Taxation and Regulatory Compliance

What Is the Small Business CGT Retirement Exemption?

Explore the small business CGT retirement exemption, a provision that allows owners to thoughtfully reduce tax on an asset sale and fund their retirement.

When a small business owner sells an asset, the resulting capital gain can create a substantial tax liability. A tax provision, known as the retirement exemption, allows these individuals to disregard a portion of this capital gain, reducing their tax bill. This concession helps business owners use the proceeds from the sale of their business assets to support their financial future. The exemption is not automatic and is governed by specific rules, providing a pathway to convert business wealth into personal retirement savings in a tax-effective manner.

Foundational Eligibility for Small Business CGT Concessions

Before considering any specific capital gains tax (CGT) concessions, a business owner must first pass a set of gateway tests. The initial condition is the $2 million aggregated turnover test. This test requires that the business, along with any connected or affiliated entities, has a combined annual turnover of less than $2 million.

If a business does not meet the turnover threshold, it may still qualify under the $6 million maximum net asset value (MNAV) test. This alternative requires that the total net value of all assets owned by the individual and their related entities does not exceed $6 million just before the sale of the asset. The net value is calculated by taking the market value of the assets and subtracting any related liabilities. Personal assets, such as a primary residence and superannuation funds, are excluded from this calculation.

Once one of the financial threshold tests is met, the asset itself must satisfy the active asset test. An asset is considered active if it has been used or held ready for use in the course of carrying on a business. The asset must have been active for at least half of the total period it was owned, or for a minimum of 7.5 years if owned for more than 15 years.

A final layer of conditions applies when the asset being sold is shares in a company or an interest in a trust. In these situations, the individual claiming the concession must be a CGT concession stakeholder in the company or trust. This means the individual holds a significant voting power or right to distributions. Additionally, the company or trust itself must ensure that the value of its active assets is a substantial majority of its total assets.

Specific Conditions of the Retirement Exemption

After satisfying the foundational criteria, a business owner must meet the conditions of the retirement exemption. This concession has a lifetime limit of $500,000 for each individual. This limit is not indexed for inflation and applies to all capital gains for which an individual uses this exemption.
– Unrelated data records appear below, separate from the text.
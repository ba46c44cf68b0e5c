use std::collections::HashMap;
use std::fs;
use std::io::{self, Read, Write};
use std::path::{Path, PathBuf};

use serde::Serialize;
use serde::de::DeserializeOwned;
use serde_json::Value;

use crate::error::{CalibError, Result};

/// Run description handed to a driver: its inputs, the files it may read and
/// where its outputs go.
pub struct Environment<I = ()> {
    input_json: serde_json::Map<String, Value>,
    pub input: Option<I>,
    pub seed: u64,
    pub replicate: u64,
    pub files: HashMap<String, PathBuf>,
    output: Value,
}

impl Environment {
    pub fn from_json(data: Value) -> Self {
        let mut input_json = data
            .get("input")
            .and_then(Value::as_object)
            .cloned()
            .unwrap_or_default();

        let seed = input_json
            .remove("seed")
            .and_then(|v| v.as_u64())
            .unwrap_or(0);
        let replicate = input_json
            .remove("replicate")
            .and_then(|v| v.as_u64())
            .unwrap_or(0);

        let files = data
            .get("model")
            .and_then(|m| m.get("files"))
            .and_then(Value::as_object)
            .map(|obj| {
                obj.iter()
                    .filter_map(|(k, v)| v.as_str().map(|s| (k.clone(), PathBuf::from(s))))
                    .collect()
            })
            .unwrap_or_default();

        Self {
            input_json,
            input: None,
            seed,
            replicate,
            files,
            output: data.get("output").cloned().unwrap_or(Value::Null),
        }
    }

    pub fn from_reader<R: Read>(mut reader: R) -> Result<Self> {
        let mut raw = String::new();
        reader.read_to_string(&mut raw)?;
        if raw.trim().is_empty() {
            return Err(CalibError::InvalidInput("no run description given".to_string()));
        }
        Ok(Self::from_json(serde_json::from_str(&raw)?))
    }

    pub fn from_stdin() -> Result<Self> {
        Self::from_reader(io::stdin().lock())
    }

    pub fn with_input_type<I: DeserializeOwned>(self) -> Result<Environment<I>> {
        let input = serde_json::from_value(Value::Object(self.input_json.clone()))?;
        Ok(Environment {
            input_json: self.input_json,
            input: Some(input),
            seed: self.seed,
            replicate: self.replicate,
            files: self.files,
            output: self.output,
        })
    }
}

impl<I: DeserializeOwned> Environment<I> {
    pub fn load() -> Result<Self> {
        Environment::from_stdin()?.with_input_type::<I>()
    }
}

impl<I> Environment<I> {
    pub fn input_json(&self) -> &serde_json::Map<String, Value> {
        &self.input_json
    }

    pub fn file(&self, key: &str) -> Result<&Path> {
        self.files
            .get(key)
            .map(PathBuf::as_path)
            .ok_or_else(|| CalibError::MissingFile(key.to_string()))
    }

    pub fn output_dir(&self) -> Option<PathBuf> {
        let output = &self.output;

        if output.get("spec").and_then(Value::as_str) == Some("filesystem") {
            return output.get("dir").and_then(Value::as_str).map(PathBuf::from);
        }

        // Profiled output: the "default" profile, else the first one listed.
        let profile = output
            .get("profile")
            .and_then(Value::as_object)
            .and_then(|profiles| profiles.get("default").or_else(|| profiles.values().next()))?;
        if profile.get("spec").and_then(Value::as_str) == Some("filesystem") {
            return profile.get("dir").and_then(Value::as_str).map(PathBuf::from);
        }
        None
    }

    fn sink(&self, filename: &str) -> Result<Box<dyn Write>> {
        match self.output_dir() {
            Some(dir) => {
                fs::create_dir_all(&dir)?;
                let path = dir.join(filename);
                log::info!("writing {}", path.display());
                Ok(Box::new(fs::File::create(path)?))
            }
            None => Ok(Box::new(io::stdout())),
        }
    }

    pub fn write(&self, filename: &str, data: &[u8]) -> Result<()> {
        let mut sink = self.sink(filename)?;
        sink.write_all(data)?;
        sink.flush()?;
        Ok(())
    }

    pub fn write_json<T: Serialize>(&self, filename: &str, value: &T) -> Result<()> {
        let mut data = serde_json::to_vec_pretty(value)?;
        data.push(b'\n');
        self.write(filename, &data)
    }

    pub fn write_csv(&self, filename: &str, headers: &[&str], rows: &[Vec<String>]) -> Result<()> {
        let mut wtr = csv::Writer::from_writer(self.sink(filename)?);
        wtr.write_record(headers)?;
        for row in rows {
            wtr.write_record(row)?;
        }
        wtr.flush()?;
        Ok(())
    }
}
The rules for the exemption depend on the individual’s age. For individuals 55 or older, the process is straightforward. They can disregard a capital gain up to their lifetime limit without any further obligation to place the funds into a retirement account.

A different requirement applies to individuals under 55. These younger business owners must pay the exempt amount into a complying superannuation fund or a retirement savings account (RSA). This action ensures the tax-free proceeds are preserved for retirement, and the payment must equal the disregarded capital gain.
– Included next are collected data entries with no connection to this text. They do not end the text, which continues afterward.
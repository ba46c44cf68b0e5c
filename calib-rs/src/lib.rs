pub mod analysis;
pub mod bins;
pub mod environment;
pub mod error;
pub mod params;
pub mod reference;
pub mod seasons;
pub mod setup;
pub mod sites;
pub mod transition;

pub use bins::BinSpec;
pub use environment::Environment;
pub use error::{CalibError, Result};
pub use reference::{
    LongFormRow, RawCountTable, ReferenceBins, ReferenceTable, ReferenceTableBuilder,
};
pub use seasons::{Month, SeasonMonthMap};
pub use setup::{SetupFn, SimConfig};
pub use sites::{SiteDefinition, SiteMetadata, StudySite};
pub use transition::{TransitionMatrix, probability_shifting, set_transition_matrix};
When a company or trust holds the asset, it cannot use the retirement exemption for itself. The entity can disregard a capital gain but must pass the payment to its CGT concession stakeholders. Each stakeholder applies their own $500,000 lifetime limit, and if a stakeholder is under 55, the company or trust must contribute that amount to a superannuation fund on their behalf.

Applying the Exemption to Your Capital Gain

Once eligibility is confirmed, the taxpayer must make a formal choice to use the exemption. This choice specifies the exact amount of the capital gain to be disregarded, up to their remaining $500,000 lifetime limit.

As a condition of the exemption, individuals under 55 must contribute an amount equal to the chosen exempt amount into a superannuation fund or RSA. This payment must be made by the time the choice is made or when the sale proceeds are received, whichever is later.

Business owners often structure their tax planning to maximize the benefits of multiple concessions. The retirement exemption is frequently used after applying the 50% active asset reduction. This strategy involves first reducing the capital gain by 50% with the active asset reduction, and then applying the retirement exemption to the remaining gain. This sequencing allows the $500,000 lifetime limit to shelter a larger initial capital gain.

Documentation and Tax Reporting Requirements

Finalizing the claim involves specific documentation. Taxpayers must keep a written record of their choice to use the exemption, specifying the amount of the capital gain being disregarded. If a company or trust applies the exemption, it must also document the percentage of the exempt amount for each CGT concession stakeholder.

When lodging an annual income tax return, the capital gain and the exemption must be correctly reported. The total capital gain is disclosed on the CGT schedule. The amount claimed under the retirement exemption is then subtracted, reducing the net capital gain subject to tax.

If an individual under 55, or a company or trust on their behalf, contributes the exempt amount to a superannuation fund, an additional form is necessary. The “Capital gains tax cap election” form must be completed and provided to the superannuation fund on or before the date the contribution is made. Its purpose is to notify the fund that the contribution should be counted towards the separate CGT cap, not the standard non-concessional contribution caps.